Kayla turned to him. “Come in with me, Jules. Meet your daughter.”

He saw the sorrow in her eyes, and he knew that she understood what hadn’t yet been said. Still, as always, she expected the best of him. It was, he knew now, one of the things he loved most about her. In all the world, she was the only one who had ever wanted him to reach for the man he could be.

He hated to hurt her again, to remind her of the painful truth. “You know I can’t.”

“Oh, Julian …” She said his name on a sigh of disappointment, a sound more intimate and knowing than any kiss they ever shared.

“If I walked through those doors, it would be a lie. We both know that. I don’t want to do to Jacey what I did to you.”

She looked at him and tried to smile.

It broke his heart, that soft realization in her beautiful eyes. “Tell me you’ll always love me,” he whispered.

She touched his cheek. In the coldness, her touch was a brand that burned his flesh. “I’ll always love who we were.”

He felt and heard the continent that lay between his question and her answer. He knew as certainly as he’d ever known anything that this time he would miss her forever. When his fans had died and the women no longer followed him, he would sit in a leather chair in his lonely house and dream of this woman who had once and truly loved him.
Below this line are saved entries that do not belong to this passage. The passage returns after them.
#[cfg(test)]
mod tests {
    use super::*;
    use crate::cache::entry::expiry_for;
    use crate::types::{CacheContext, ResponseBody};
    use chrono::Duration as ChronoDuration;
    use std::time::Duration;
    use tempfile::TempDir;

    fn payload_at(query: &str, now: DateTime<Utc>, ttl: Duration) -> CachePayload {
        CachePayload {
            query: query.to_string(),
            context: CacheContext::new().with_language("rust"),
            response: ResponseBody::from("an answer"),
            timestamp: now,
            expires_at: expiry_for(now, ttl),
            model: None,
            token_count: None,
            response_time_ms: None,
        }
    }

    async fn store_in(dir: &TempDir, compression: bool) -> CacheStore {
        CacheStore::open(dir.path(), compression).await.unwrap()
    }

    #[tokio::test]
    async fn test_open_creates_layout() {
        let dir = TempDir::new().unwrap();
        let _store = store_in(&dir, false).await;
        assert!(dir.path().join(ENTRIES_DIR).is_dir());
    }

    #[tokio::test]
    async fn test_put_then_get_roundtrip() {
        let dir = TempDir::new().unwrap();
        let store = store_in(&dir, false).await;
        let now = Utc::now();
        let payload = payload_at("how do I read a file", now, Duration::from_secs(60));
        let encoded = store.encode(&payload).unwrap();
        store.put("k1", payload, encoded).await.unwrap();

        let hit = store.get("k1", now).await.unwrap().unwrap();
        assert_eq!(hit.query, "how do I read a file");
        assert!(dir.path().join("entries/k1.json").is_file());
    }

    #[tokio::test]
    async fn test_get_absent_key_is_none() {
        let dir = TempDir::new().unwrap();
        let store = store_in(&dir, false).await;
        assert!(store.get("nope", Utc::now()).await.unwrap().is_none());
    }

    #[tokio::test]
    async fn test_expired_entry_evicted_on_get() {
        let dir = TempDir::new().unwrap();
        let store = store_in(&dir, false).await;
        let now = Utc::now();
        let payload = payload_at("stale", now, Duration::from_millis(5));
        let encoded = store.encode(&payload).unwrap();
        store.put("k1", payload, encoded).await.unwrap();

        let later = now + ChronoDuration::milliseconds(50);
        assert!(store.get("k1", later).await.unwrap().is_none());
        let snapshot = store.snapshot().await;
        assert!(snapshot.entries.is_empty());
        assert_eq!(snapshot.total_size, 0);
        assert!(!dir.path().join("entries/k1.json").exists());
    }

    #[tokio::test]
    async fn test_corrupt_payload_surfaces_and_evicts() {
        let dir = TempDir::new().unwrap();
        let store = store_in(&dir, false).await;
        let now = Utc::now();
        let payload = payload_at("q", now, Duration::from_secs(60));
        let encoded = store.encode(&payload).unwrap();
        store.put("k1", payload, encoded).await.unwrap();

        // New store instance so the in-memory payload cache is cold.
        drop(store);
        let store = store_in(&dir, false).await;
        std::fs::write(dir.path().join("entries/k1.json"), b"{ not json").unwrap();

        let err = store.get("k1", now).await.unwrap_err();
        assert!(err.is_corrupt_entry());
        assert!(store.snapshot().await.entries.is_empty());
    }

    #[tokio::test]
    async fn test_corrupt_metadata_degrades_to_empty() {
        let dir = TempDir::new().unwrap();
        std::fs::write(dir.path().join(METADATA_FILE), b"%% definitely not json").unwrap();
        let store = store_in(&dir, false).await;
        assert!(store.snapshot().await.entries.is_empty());
    }

    #[tokio::test]
    async fn test_metadata_survives_reopen() {
        let dir = TempDir::new().unwrap();
        let now = Utc::now();
        {
            let store = store_in(&dir, false).await;
            let payload = payload_at("persisted", now, Duration::from_secs(600));
            let encoded = store.encode(&payload).unwrap();
            store.put("k1", payload, encoded).await.unwrap();
            store.note_direct_hit("k1", now).await;
        }
        let store = store_in(&dir, false).await;
        let snapshot = store.snapshot().await;
        assert_eq!(snapshot.entries.len(), 1);
        assert_eq!(snapshot.hit_count, 1);
        assert_eq!(snapshot.entries["k1"].access_count, 1);
        let hit = store.get("k1", now).await.unwrap().unwrap();
        assert_eq!(hit.query, "persisted");
    }

    #[tokio::test]
    async fn test_compressed_payloads_sniffed_on_read() {
        let dir = TempDir::new().unwrap();
        let now = Utc::now();
        {
            let store = store_in(&dir, true).await;
            let payload = payload_at("compressed entry", now, Duration::from_secs(60));
            let encoded = store.encode(&payload).unwrap();
            assert!(encoded.starts_with(&GZIP_MAGIC));
            store.put("k1", payload, encoded).await.unwrap();
        }
        // Reopen without compression; the sniffing decoder still reads it.
        let store = store_in(&dir, false).await;
        let hit = store.get("k1", now).await.unwrap().unwrap();
        assert_eq!(hit.query, "compressed entry");
    }

    #[tokio::test]
    async fn test_remove() {
        let dir = TempDir::new().unwrap();
        let store = store_in(&dir, false).await;
        let now = Utc::now();
        let payload = payload_at("q", now, Duration::from_secs(60));
        let encoded = store.encode(&payload).unwrap();
        store.put("k1", payload, encoded).await.unwrap();

        assert!(store.remove("k1").await.unwrap());
        assert!(!store.remove("k1").await.unwrap());
        assert!(!dir.path().join("entries/k1.json").exists());
    }

    #[tokio::test]
    async fn test_clear_drops_everything() {
        let dir = TempDir::new().unwrap();
        let store = store_in(&dir, false).await;
        let now = Utc::now();
        for i in 0..3 {
            let payload = payload_at(&format!("q{}", i), now, Duration::from_secs(60));
            let encoded = store.encode(&payload).unwrap();
            store.put(&format!("k{}", i), payload, encoded).await.unwrap();
        }
        store.note_direct_hit("k0", now).await;
        store.note_miss().await;
        assert_eq!(store.clear().await.unwrap(), 3);
        let snapshot = store.snapshot().await;
        assert!(snapshot.entries.is_empty());
        assert_eq!(snapshot.total_size, 0);
        assert_eq!(snapshot.hit_count, 0);
        assert_eq!(snapshot.miss_count, 0);
        assert!(!dir.path().join("entries/k0.json").exists());
    }

    #[tokio::test]
    async fn test_candidates_exclude_expired() {
        let dir = TempDir::new().unwrap();
        let store = store_in(&dir, false).await;
        let now = Utc::now();
        let live = payload_at("live query", now, Duration::from_secs(600));
        let encoded = store.encode(&live).unwrap();
        store.put("live", live, encoded).await.unwrap();
        let dead = payload_at("dead query", now, Duration::from_millis(1));
        let encoded = store.encode(&dead).unwrap();
        store.put("dead", dead, encoded).await.unwrap();

        let later = now + ChronoDuration::seconds(1);
        let candidates = store.candidates(later).await;
        assert_eq!(candidates.len(), 1);
        assert_eq!(candidates[0].cache_key, "live");
        assert_eq!(candidates[0].query, "live query");
    }

    #[tokio::test]
    async fn test_would_exceed_accounts_for_replacement() {
        let dir = TempDir::new().unwrap();
        let store = store_in(&dir, false).await;
        let now = Utc::now();
        let payload = payload_at("original", now, Duration::from_secs(60));
        let encoded = store.encode(&payload).unwrap();
        let size = encoded.len() as u64;
        store.put("k1", payload, encoded).await.unwrap();

        let limits = CapacityLimits {
            max_size_bytes: size + 10,
            max_entries: 1,
        };
        // Replacing k1 with a same-sized payload only charges the delta.
        assert!(!store.would_exceed("k1", size, &limits).await);
        // A second entry trips the count ceiling.
        assert!(store.would_exceed("k2", 1, &limits).await);
        // A much larger replacement trips the size ceiling.
        assert!(store.would_exceed("k1", size + 11, &limits).await);
    }

    #[tokio::test]
    async fn test_counters_update() {
        let dir = TempDir::new().unwrap();
        let store = store_in(&dir, false).await;
        let now = Utc::now();
        let payload = payload_at("q", now, Duration::from_secs(60));
        let encoded = store.encode(&payload).unwrap();
        store.put("k1", payload, encoded).await.unwrap();

        store.note_direct_hit("k1", now).await;
        store.note_similarity_hit("k1", 0.9, now).await;
        store.note_miss().await;

        let snapshot = store.snapshot().await;
        assert_eq!(snapshot.hit_count, 1);
        assert_eq!(snapshot.similarity_hit_count, 1);
        assert_eq!(snapshot.miss_count, 1);
        let entry = &snapshot.entries["k1"];
        assert_eq!(entry.access_count, 2);
        assert_eq!(entry.last_similarity, Some(0.9));
    }
}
He reached down for her left hand. The plain gold band glittered in the pale glow of the limo’s headlights. “Do you still have the wedding ring I gave you?”

“Of course.”

“Give it to Jacey. Tell her …”

“What, Jules?”

“Tell her that out here, somewhere, is a man who wishes he were different.”

“Be different, Jules. Come in with me. You know Liam, he’ll make a place for you.”
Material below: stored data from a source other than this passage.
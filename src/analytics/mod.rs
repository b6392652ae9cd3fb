//! 分析模块：缓存事件流、时间序列聚合、告警与趋势报告。
//!
//! # Cache Analytics Module
//!
//! This module records the cache's operational events, aggregates them into
//! fixed-interval time series, evaluates health alerts, and renders trend
//! reports for export.
//!
//! ## Overview
//!
//! Analytics is valuable for:
//! - Understanding how often cached responses actually get reused
//! - Spotting hit-rate regressions before users notice slow answers
//! - Right-sizing cache limits from observed size and throughput
//! - Feeding external dashboards through pluggable event sinks
//!
//! ## Key Components
//!
//! | Component | Description |
//! |-----------|-------------|
//! | [`AnalyticsEngine`] | Event recorder with windowed aggregation and alerting |
//! | [`AnalyticsEvent`] | One timestamped cache operation |
//! | [`AlertEvaluator`] | Threshold checks with per-type dedup |
//! | [`CacheReport`] | Counter rollup plus first-half/second-half trends |
//! | [`EventSink`] | Trait for forwarding events to external destinations |
//!
//! Recording is clocked by event timestamps, so replaying a stream of events
//! produces the same series and alerts regardless of wall-clock time.

pub mod alerts;
pub mod engine;
pub mod event;
pub mod report;
pub mod sink;

pub use alerts::{
    AlertEvaluator, AlertEvent, AlertSeverity, AlertThresholds, AlertType, HealthReading,
    ALERT_DEDUP_WINDOW,
};
pub use engine::{AnalyticsConfig, AnalyticsEngine, CacheGauge};
pub use event::{AnalyticsEvent, EventKind, TimeSeriesPoint};
pub use report::{
    CacheReport, HitRateTrend, ReportFormat, ReportSummary, ResponseTimeTrend, SizeTrend,
    TrendAnalysis,
};
pub use sink::{noop_sink, EventSink, InMemoryEventSink, NoopEventSink, TracingEventSink};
“Liam’s not the problem. I wish …” He couldn’t say it.

“What do you wish?”

Somewhere a branch snapped in the breeze, and it sounded dangerously like the breaking of his own brittle heart. “I wish I could love you the way he does.”

He didn’t want her to answer, so he pulled her into his arms and kissed her for the last time. “Goodbye … Mikaela.”

She turned away from him and limped through the snow. One last time, she stopped at looked at him. “Good-bye, Julian True.” It was spoken so softly, he wondered later if he’d imagined it.